● Work task
Repeat the lines below exactly as written, please, from the line with "async fn complete(&self, request: &CompletionRequest)" to the line with "impl FormalityProvider for", both lines included, and no others.

● Data supplied
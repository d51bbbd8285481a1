//! Integration tests for the analysis and mail services.
//!
//! These tests drive the public API with stub providers and verify behavior
//! across module boundaries. Each module contains its own unit tests for
//! detailed logic.

use std::path::Path;
use std::sync::atomic::{AtomicUsize, Ordering};
use std::sync::Arc;
use std::time::Duration;

use async_trait::async_trait;
use pretty_assertions::assert_eq;

use draftcheck::config::{load_config, save_config, EmailConfig};
use draftcheck::domain::{
    ConfidenceScores, DraftEmail, FormalityVerdict, ModerationFinding, SentenceSentiment,
    SentimentLabel, SentimentReport,
};
use draftcheck::providers::llm::{
    CompletionRequest, CompletionResponse, FinishReason, LlmProvider, LlmResult, TokenUsage,
};
use draftcheck::providers::{
    AnalysisError, AnalysisResult, FormalityProvider, LlmFormalityProvider, ModerationProvider,
    SentimentProvider,
};
use draftcheck::services::{build_message, AnalysisService, OutgoingEmail, SectionKind};

// ============================================================================
// Stub providers
// ============================================================================

#[derive(Default)]
struct FlakyModeration {
    image_calls: AtomicUsize,
}

#[async_trait]
impl ModerationProvider for FlakyModeration {
    async fn analyze_text(&self, _text: &str) -> AnalysisResult<Vec<ModerationFinding>> {
        Err(AnalysisError::MalformedResponse("connection reset".to_string()))
    }

    async fn analyze_image(&self, _image: &[u8]) -> AnalysisResult<Vec<ModerationFinding>> {
        self.image_calls.fetch_add(1, Ordering::SeqCst);
        Ok(vec![
            ModerationFinding::new("Sexual", 2),
            ModerationFinding::new("Violence", 6),
        ])
    }
}

struct SlowSentiment;

#[async_trait]
impl SentimentProvider for SlowSentiment {
    async fn analyze_sentiment(&self, _text: &str) -> AnalysisResult<SentimentReport> {
        // Finishes last so completion order differs from report order.
        tokio::time::sleep(Duration::from_millis(50)).await;
        Ok(SentimentReport {
            overall_label: SentimentLabel::Positive,
            scores: ConfidenceScores::new(0.9, 0.07, 0.03),
            sentences: vec![SentenceSentiment {
                text: "Thanks for the update.".to_string(),
                label: SentimentLabel::Positive,
                scores: ConfidenceScores::new(0.9, 0.07, 0.03),
            }],
        })
    }
}

struct CannedLlm;

#[async_trait]
impl LlmProvider for CannedLlm {
    fn name(&self) -> &str {
        "canned"
    }

    fn model(&self) -> &str {
        "canned-1"
    }

    async fn complete(&self, request: &CompletionRequest) -> LlmResult<CompletionResponse> {
        let prompt = &request.messages[0].content;
        let text = if prompt.contains("Dear") {
            "The text is formal."
        } else {
            "The text is informal."
        };
        Ok(CompletionResponse {
            text: text.to_string(),
            tokens_used: TokenUsage::default(),
            finish_reason: FinishReason::Stop,
        })
    }
}

struct FailingFormality;

#[async_trait]
impl FormalityProvider for FailingFormality {
    async fn analyze_formality(&self, _text: &str) -> AnalysisResult<FormalityVerdict> {
        Err(AnalysisError::Authentication("invalid api token".to_string()))
    }
}

// ============================================================================
// Analysis
// ============================================================================

#[tokio::test]
async fn report_is_ordered_and_failures_are_isolated() {
    let dir = tempfile::tempdir().unwrap();
    let image = dir.path().join("Scan.PNG");
    std::fs::write(&image, [0x89, b'P', b'N', b'G']).unwrap();

    let service = AnalysisService::new(
        FlakyModeration::default(),
        SlowSentiment,
        LlmFormalityProvider::new(Arc::new(CannedLlm)),
    );

    let draft = DraftEmail::new("  Dear Ms. Smith, thanks for the update.  ").with_attachment(&image);
    let report = service.analyze_draft(&draft).await;

    assert_eq!(
        report.to_string(),
        "Sentiment Analysis Results:\n\
         Overall Sentiment: positive\n\
         Positive=0.90, Neutral=0.07, Negative=0.03\n\
         Sentence: Thanks for the update.\n  Sentiment: positive\n  Positive=0.90, Neutral=0.07, Negative=0.03\n\n\
         Formality Analysis Results:\n\
         Formality Analysis: The text is formal.\n\n\
         Text Moderation Issues:\n\
         Error analyzing text: Invalid response format: connection reset\n\n\
         Image Moderation Issues:\n\
         Sexual (Severity: 2)\n\
         Violence (Severity: 6)"
    );
}

#[tokio::test]
async fn formality_error_is_rendered_inline() {
    let service = AnalysisService::new(FlakyModeration::default(), SlowSentiment, FailingFormality);

    let report = service.analyze_content("hey", None).await;

    assert_eq!(
        report.section(SectionKind::Formality).lines,
        vec!["Error analyzing formality: Authentication failed: invalid api token".to_string()]
    );
    assert_eq!(
        report.section(SectionKind::ImageModeration).to_string(),
        "No image moderation issues detected."
    );
}

#[tokio::test]
async fn non_image_attachment_is_not_moderated() {
    let dir = tempfile::tempdir().unwrap();
    let gif = dir.path().join("party.gif");
    std::fs::write(&gif, b"GIF89a").unwrap();

    let moderation = FlakyModeration::default();
    let service = AnalysisService::new(
        moderation,
        SlowSentiment,
        LlmFormalityProvider::new(Arc::new(CannedLlm)),
    );

    let report = service.analyze_content("", Some(gif.as_path())).await;

    assert!(report.sections().iter().all(|s| s.is_empty()));
}

// ============================================================================
// Mail
// ============================================================================

#[tokio::test]
async fn attachment_name_ignores_directory() {
    let dir = tempfile::tempdir().unwrap();
    let path = dir.path().join("invoices").join("2024");
    std::fs::create_dir_all(&path).unwrap();
    let file = path.join("march.pdf");
    std::fs::write(&file, b"%PDF-1.4").unwrap();

    let email = OutgoingEmail::new("a@example.com", "b@example.com", "Invoice", "Attached.")
        .with_attachment(&file);
    let raw = build_message(&email).await.unwrap().formatted();
    let text = String::from_utf8_lossy(&raw);

    assert!(text.contains("multipart/mixed"));
    assert!(text.contains("march.pdf"));
    assert!(!text.contains("invoices"));
}

// ============================================================================
// Config
// ============================================================================

#[test]
fn config_roundtrip_through_disk() {
    let dir = tempfile::tempdir().unwrap();
    let path = dir.path().join("email_config.json");

    let mut config = EmailConfig::default();
    config.remember_send("sender@demomailtrap.com", "team@example.com", "Status");

    save_config(&path, &config).unwrap();
    assert_eq!(load_config(&path).unwrap(), config);
}

#[test]
fn missing_config_is_empty() {
    let config = load_config(Path::new("/nonexistent/dir/email_config.json")).unwrap();
    assert_eq!(config, EmailConfig::default());
}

● Exercise answer
    async fn complete(&self, request: &CompletionRequest) -> LlmResult<CompletionResponse> {
        let prompt = &request.messages[0].content;
        let text = if prompt.contains("Dear") {
            "The text is formal."
        } else {
            "The text is informal."
        };
        Ok(CompletionResponse {
            text: text.to_string(),
            tokens_used: TokenUsage::default(),
            finish_reason: FinishReason::Stop,
        })
    }
}

struct FailingFormality;

#[async_trait]
impl FormalityProvider for FailingFormality {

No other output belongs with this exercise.